Referring now to FIGS. 1A-1E, the basic steps in the present invention are diagrammatically illustrated showing how a printing image structure 20 can be built up on a master-image cylinder 10 and subsequently removed so that it can be replaced with a new printing structure. FIG. 1A shows a section of a master-image printing cylinder 10 including a base cylinder 12 which has a conventionally hard smooth surface and which is made of cast-iron, aluminum, chrome-plated steel or the like.

The base cylinder 12 has a magnetizable layer 16 permanently overlaid on its surface 14 which may in turn be covered with a non-magnetic permanent wear or protective layer 18. The magnetizable layer 16 may be composed of any of a number of highly magnetic materials such as gamma ferric oxide, cromium dioxide or ferric metal alloy particles dispersed and suspended in a binder to form a composition which is permanently adhered onto the base cylinder 12. The layer 16 is constructed to allow for a strong and uniform magnetic field to extend out 10 to 100 microns from the layer 16 so as to fixedly hold a thin layer of magnetic powder in place on the outer surface 24 of the master-image cylinder 10. The protective layer 18 may comprise a thin coating of ceramic or any other non-magnetic wear resistant material having sufficient durability to help protect the magnetizable layer 16 from potential damage of the type that may be incurred when presses are operating at high speeds in commercial printing environments.

Referring now to FIG. 1B, the surface of the printing cylinder 10 is rotated past a hopper 30 which is operative for uniformly dispensing a magnetically active powder 22 onto the surface of the printing cylinder 10 and more particularly onto the surface of the wear layer 18 (or magnetic layer 16) to form a layer 26 of hydrophilic powder on the outer surface 24 of the printing cylinder 10. The powder 22 may comprise any number of very fine magnetically active (e.g. ferromagnetic) particles which are coated with non-reactive materials providing hydrophilic character to the powder 22. The particles making up the powder 22 should preferably be characterized by highly magnetic properties and have a shape and size distribution that will result in an applied void volume ranging between 30 and 70 percent of the nominal value of the powder material when it is compressed in order to allow for control over the packing density of the layer 26. The roller 32 is used to apply pressure to the coating layer 26 so as to control packing density and regulate uniformity of the layer 26 so that magnetically well bonded yet porous layer 26 is provided along the outer surface 24 of the master-image printing cylinder 10. The powder layer 26 is thereby adapted for retaining the dampening water required for lithographic printing and for adhesion of oleophilic materials on its own surface 28 as it is fixedly held in place by magnetic forces sufficient to resist delamination tendencies during printing operations.

Referring now to FIG. 1C, oleophilic materials 34 which are fusible into fixed and durable compositions are deposited onto the surface 28 of the powder coating layer 26 in a formatted pattern reflecting an image desired to be printed in order to produce an image-formatted layer 36 of oleophilic (and hydrophobic) materials.
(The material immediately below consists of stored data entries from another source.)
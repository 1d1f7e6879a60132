//! Test context for unified test setup
//!
//! Builds the application router against a temporary upload directory and
//! drives it in-process with `tower::ServiceExt::oneshot`.

use axum::{
    body::{to_bytes, Body},
    http::{header, HeaderMap, Method, Request, StatusCode},
    Router,
};
use tempfile::TempDir;
use tower::ServiceExt;

use FormDesk::{build_router, config::Settings, AppState};

use super::multipart::MultipartBody;

const MAX_RESPONSE_BYTES: usize = 4 * 1024 * 1024;

/// Router plus the directory its uploads land in
pub struct TestContext {
    pub settings: Settings,
    pub upload_dir: TempDir,
    app: Router,
}

impl TestContext {
    /// Default settings with rate limiting off
    pub fn new() -> Self {
        Self::with_settings(|_| {})
    }

    /// Adjust the test settings before the router is built
    pub fn with_settings(configure: impl FnOnce(&mut Settings)) -> Self {
        let _ = tracing_subscriber::fmt().with_test_writer().try_init();

        let upload_dir = tempfile::tempdir().expect("Failed to create upload dir");

        let mut settings = Settings::default();
        settings.uploads.directory = upload_dir.path().to_string_lossy().into_owned();
        settings.rate_limit.enabled = false;
        settings.logging.level = "debug".to_string();
        configure(&mut settings);

        let app = build_router(AppState::new(settings.clone()));

        Self {
            settings,
            upload_dir,
            app,
        }
    }

    pub async fn send(&self, request: Request<Body>) -> TestResponse {
        let response = self
            .app
            .clone()
            .oneshot(request)
            .await
            .expect("Router is infallible");

        let status = response.status();
        let headers = response.headers().clone();
        let body = to_bytes(response.into_body(), MAX_RESPONSE_BYTES)
            .await
            .expect("Failed to read response body");

        TestResponse {
            status,
            headers,
            body: String::from_utf8_lossy(&body).into_owned(),
        }
    }

    pub async fn get(&self, uri: &str) -> TestResponse {
        self.send(
            Request::builder()
                .method(Method::GET)
                .uri(uri)
                .body(Body::empty())
                .expect("Failed to build request"),
        )
        .await
    }

    pub async fn post_form(&self, uri: &str, fields: &[(&str, &str)]) -> TestResponse {
        self.send(form_request(uri, fields, false)).await
    }

    pub async fn post_form_json(&self, uri: &str, fields: &[(&str, &str)]) -> TestResponse {
        self.send(form_request(uri, fields, true)).await
    }

    pub async fn post_multipart(&self, uri: &str, body: MultipartBody, json: bool) -> TestResponse {
        let mut builder = Request::builder()
            .method(Method::POST)
            .uri(uri)
            .header(header::CONTENT_TYPE, body.content_type());
        if json {
            builder = builder.header(header::ACCEPT, "application/json");
        }
        self.send(builder.body(Body::from(body.finish())).expect("Failed to build request"))
            .await
    }

    /// Names of the files currently in the upload directory
    pub fn stored_files(&self) -> Vec<String> {
        let mut names: Vec<String> = std::fs::read_dir(self.upload_dir.path())
            .expect("Failed to read upload dir")
            .filter_map(|entry| entry.ok())
            .map(|entry| entry.file_name().to_string_lossy().into_owned())
            .collect();
        names.sort();
        names
    }
}

impl Default for TestContext {
    fn default() -> Self {
        Self::new()
    }
}

/// `application/x-www-form-urlencoded` POST
pub fn form_request(uri: &str, fields: &[(&str, &str)], json: bool) -> Request<Body> {
    let mut builder = Request::builder()
        .method(Method::POST)
        .uri(uri)
        .header(header::CONTENT_TYPE, "application/x-www-form-urlencoded");
    if json {
        builder = builder.header(header::ACCEPT, "application/json");
    }
    builder
        .body(Body::from(encode_form(fields)))
        .expect("Failed to build request")
}

pub fn encode_form(fields: &[(&str, &str)]) -> String {
    fields
        .iter()
        .map(|(name, value)| format!("{}={}", urlencoding::encode(name), urlencoding::encode(value)))
        .collect::<Vec<_>>()
        .join("&")
}

/// Buffered response
#[derive(Debug)]
pub struct TestResponse {
    pub status: StatusCode,
    pub headers: HeaderMap,
    pub body: String,
}

impl TestResponse {
    pub fn json(&self) -> serde_json::Value {
        serde_json::from_str(&self.body).expect("Response is not JSON")
    }

    pub fn header(&self, name: &str) -> Option<&str> {
        self.headers.get(name).and_then(|value| value.to_str().ok())
    }
}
The oleophilic materials 34 are delivered off of the drum 35 which is intended to represent any of a number of means of forming oleophilic materials into image-formatted patterns and applying them to the surface 28 such as a magnetographic system of the type which will be described hereinafter with reference to FIG. 5. Once the oleophilic materials are deposited on the surface 28 of the coating layer 26 they are fused into a durable pattern for instance by application of heat from the radiant heater 38. A robust printing structure 20 is thereby formed on the surface 24 of the printing cylinder 10 which can be used in conventional high volume lithographic printing operations.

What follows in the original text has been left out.